New York, Nu York: Tours in the Shadow of Tisha B'Av

In 2011, just before the mournful Jewish holiday of Tisha B'Av, I headed up a tour of former synagogues in the Bronx, New York City.
The tour was based on my research of "lost synagogues" in the northernmost borough of New York City, and was organized by Rabbi M Fuchs, the spiritual leader of a synagogue on Cruger Avenue in the Bronx. The following year, during Tisha B'Av, we also conducted another tour of former synagogues in the Bronx, in a different section of this borough.
If you have read more than a few of my columns, you will know that this is a topic in which I specialize. It is not a happy subject, but it is a historically significant topic that brings together Jewish history, architecture and decorative arts, genealogy, demographic studies, and at urban history. Looking at former synagogues in New York City and elsewhere, I have also tied this into Tisha B'Av, drawing comparisons between the destruction of the ancient Jewish temples and the changes wrought upon buildings that once housed synagogues but have since been turned into our things: churches, schools, medical facilities, private residences, and more.
This year I also ran a tour just a day prior to erev Tisha B'Av, and also in the Bronx. But I had retooled the tour I gave not only in July 2016 but also earlier this year (in late April), so that this time we started at a highly recognizable place (the Bronx County Courthouse, two blocks from the world-renowned Yankee Stadium baseball field) and walked northward, instead of starting about thirty blocks north and moving southward.
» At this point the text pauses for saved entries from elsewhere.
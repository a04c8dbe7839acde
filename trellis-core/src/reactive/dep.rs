//! Dependency Channels
//!
//! A `Dep` is the notification channel of one reactive slot. Every
//! intercepted property owns one, and every Observer owns one for
//! structural changes of its container (the "collection Dep").
//!
//! # Protocol
//!
//! 1. While a subscriber is the active target, reading a slot calls
//!    [`Dep::depend`], which hands the Dep to the subscriber.
//!
//! 2. The subscriber decides whether it already holds the Dep for this
//!    evaluation and calls [`Dep::add_sub`] if not.
//!
//! 3. Writing the slot calls [`Dep::notify`], which runs every subscriber's
//!    `update` to completion before returning.
//!
//! A Dep holds its subscribers weakly. A subscriber that has been dropped is
//! never updated again and its entry is pruned on the next `notify`.

use std::cell::RefCell;
use std::fmt;
use std::rc::{Rc, Weak};
use std::sync::atomic::{AtomicU64, Ordering};

use smallvec::SmallVec;
use tracing::trace;

use super::runtime::Runtime;
use super::subscriber::{Subscriber, SubscriberId};
use crate::error::Result;

/// Counter for generating unique Dep IDs.
static DEP_ID_COUNTER: AtomicU64 = AtomicU64::new(0);

/// Unique, creation-ordered identifier of a Dep.
#[derive(Debug, Clone, Copy, PartialEq, Eq, PartialOrd, Ord, Hash)]
pub struct DepId(u64);

impl DepId {
    fn next() -> Self {
        Self(DEP_ID_COUNTER.fetch_add(1, Ordering::Relaxed))
    }

    /// Get the raw ID value.
    pub fn raw(&self) -> u64 {
        self.0
    }
}

type SubscriberList = SmallVec<[Weak<dyn Subscriber>; 4]>;

struct DepInner {
    id: DepId,
    subs: RefCell<SubscriberList>,
}

/// A notification channel. Clones share the same subscriber list.
#[derive(Clone)]
pub struct Dep {
    inner: Rc<DepInner>,
}

impl Default for Dep {
    fn default() -> Self {
        Self::new()
    }
}

impl Dep {
    pub fn new() -> Self {
        Self {
            inner: Rc::new(DepInner {
                id: DepId::next(),
                subs: RefCell::new(SmallVec::new()),
            }),
        }
    }

    pub fn id(&self) -> DepId {
        self.inner.id
    }

    /// Append a subscriber. Callers are responsible for not registering the
    /// same subscriber twice.
    pub fn add_sub(&self, sub: Rc<dyn Subscriber>) {
        self.inner.subs.borrow_mut().push(Rc::downgrade(&sub));
    }

    /// Remove a subscriber by identity. No-op if it is not registered.
    pub fn remove_sub(&self, id: SubscriberId) {
        let mut subs = self.inner.subs.borrow_mut();
        let position = subs
            .iter()
            .position(|sub| sub.upgrade().is_some_and(|sub| sub.id() == id));
        if let Some(index) = position {
            subs.remove(index);
        }
    }

    /// Let the active target, if any, record this Dep as a dependency.
    pub fn depend(&self, runtime: &Runtime) {
        if let Some(target) = runtime.target() {
            target.add_dep(self);
        }
    }

    /// Run `update` on every subscriber.
    ///
    /// The subscriber list is snapshotted first, so subscribers may add or
    /// remove themselves while the cycle runs. In synchronous mode the
    /// snapshot is ordered by subscriber ID. The first failing update aborts
    /// the cycle and its error is returned.
    pub fn notify(&self, runtime: &Runtime) -> Result<()> {
        let mut subs: Vec<Rc<dyn Subscriber>> = {
            let mut list = self.inner.subs.borrow_mut();
            list.retain(|sub| sub.strong_count() > 0);
            list.iter().filter_map(Weak::upgrade).collect()
        };
        if !runtime.config().async_mode {
            subs.sort_by_key(|sub| sub.id());
        }

        trace!(dep = self.inner.id.raw(), subscribers = subs.len(), "notify");

        for sub in subs {
            sub.update()?;
        }
        Ok(())
    }

    /// Number of registered subscribers that are still alive.
    pub fn subscriber_count(&self) -> usize {
        self.inner
            .subs
            .borrow()
            .iter()
            .filter(|sub| sub.strong_count() > 0)
            .count()
    }

    pub fn has_sub(&self, id: SubscriberId) -> bool {
        self.inner
            .subs
            .borrow()
            .iter()
            .any(|sub| sub.upgrade().is_some_and(|sub| sub.id() == id))
    }

    pub fn ptr_eq(&self, other: &Dep) -> bool {
        Rc::ptr_eq(&self.inner, &other.inner)
    }
}

impl fmt::Debug for Dep {
    fn fmt(&self, f: &mut fmt::Formatter<'_>) -> fmt::Result {
        f.debug_struct("Dep")
            .field("id", &self.inner.id)
            .field("subscriber_count", &self.subscriber_count())
            .finish()
    }
}

#[cfg(test)]
mod tests {
    use std::cell::RefCell;

    use super::*;
    use crate::config::ReactiveConfig;
    use crate::reactive::probe::Probe;
    use crate::ReactiveError;

    #[test]
    fn dep_ids_are_monotonic() {
        let a = Dep::new();
        let b = Dep::new();
        assert!(a.id() < b.id());
    }

    #[test]
    fn depend_without_target_registers_nothing() {
        let runtime = Runtime::default();
        let dep = Dep::new();
        dep.depend(&runtime);
        assert_eq!(dep.subscriber_count(), 0);
    }

    #[test]
    fn depend_hands_the_dep_to_the_active_target() {
        let runtime = Runtime::default();
        let dep = Dep::new();
        let probe = Probe::new();
        {
            let _guard = runtime.enter(probe.clone());
            dep.depend(&runtime);
            dep.depend(&runtime);
        }
        assert_eq!(dep.subscriber_count(), 1);
        assert_eq!(probe.dep_count(), 1);
    }

    #[test]
    fn remove_sub_is_a_noop_when_absent() {
        let dep = Dep::new();
        let probe = Probe::new();
        dep.add_sub(probe.clone());
        dep.remove_sub(SubscriberId::new());
        assert_eq!(dep.subscriber_count(), 1);
        dep.remove_sub(probe.id());
        assert_eq!(dep.subscriber_count(), 0);
    }

    #[test]
    fn dropped_subscribers_are_pruned() {
        let runtime = Runtime::default();
        let dep = Dep::new();
        let kept = Probe::new();
        let dropped = Probe::new();
        dep.add_sub(kept.clone());
        dep.add_sub(dropped.clone());
        drop(dropped);

        assert_eq!(dep.subscriber_count(), 1);
        dep.notify(&runtime).unwrap();
        assert_eq!(kept.updates(), 1);
        assert_eq!(dep.inner.subs.borrow().len(), 1);
    }

    #[test]
    fn synchronous_notify_orders_by_creation() {
        let runtime = Runtime::new(ReactiveConfig::synchronous());
        let log = Rc::new(RefCell::new(Vec::new()));
        let first = Probe::with_log(log.clone());
        let second = Probe::with_log(log.clone());
        let third = Probe::with_log(log.clone());

        let dep = Dep::new();
        dep.add_sub(third.clone());
        dep.add_sub(first.clone());
        dep.add_sub(second.clone());

        dep.notify(&runtime).unwrap();
        assert_eq!(*log.borrow(), vec![first.id(), second.id(), third.id()]);
    }

    #[test]
    fn async_notify_keeps_registration_order() {
        let runtime = Runtime::default();
        let log = Rc::new(RefCell::new(Vec::new()));
        let first = Probe::with_log(log.clone());
        let second = Probe::with_log(log.clone());

        let dep = Dep::new();
        dep.add_sub(second.clone());
        dep.add_sub(first.clone());

        dep.notify(&runtime).unwrap();
        assert_eq!(*log.borrow(), vec![second.id(), first.id()]);
    }

    #[test]
    fn failing_subscriber_aborts_the_cycle() {
        let runtime = Runtime::new(ReactiveConfig::synchronous());
        let log = Rc::new(RefCell::new(Vec::new()));
        let failing = Probe::failing(log.clone());
        let after = Probe::with_log(log.clone());

        let dep = Dep::new();
        dep.add_sub(after.clone());
        dep.add_sub(failing.clone());

        let err = dep.notify(&runtime).unwrap_err();
        assert!(matches!(err, ReactiveError::Subscriber { .. }));
        assert_eq!(failing.updates(), 1);
        assert_eq!(after.updates(), 0);
    }
}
This version was easier to walk, although we did not visit three large, still-beautiful former shuls located on the Grand Concourse.
My group and I stopped by more than ten former synagogues and Jewish institutions, visiting inside a few. Most are now churches, and one is now an art museum. One of the participants had actually celebrated his bar mitzvah ceremony in the best known of the former synagogues, the old Adath Israel on the Grand Concourse.
I enjoy leading this tour and the others, because it is a way for me to educate people in a hands-on fashion. I always learn something as well, either through participants on the tours or from people we run into. But I do recognize the bittersweet qualities to my tours. There are people who have found my tours and my work frankly depressing. And I understand their point of view.
The Jewish people have endured so many sad events, so many frustrations, so many challenges. But I am not one to shy away from the grit of our lives. And I realize that there is a sense of wonder for many people who join my tours, and/or a pull of nostalgia. People do want to learn about the past. People do long to place their experiences in a timeline, a continuum, and learning about "lost synagogues" is but one way to touch the past, learn from it, and if it happens to fit into the saddest days of the Jewish year (not just Tisha B'Av itself but also the Nine Days, and the Three Weeks that precede it) then so be it.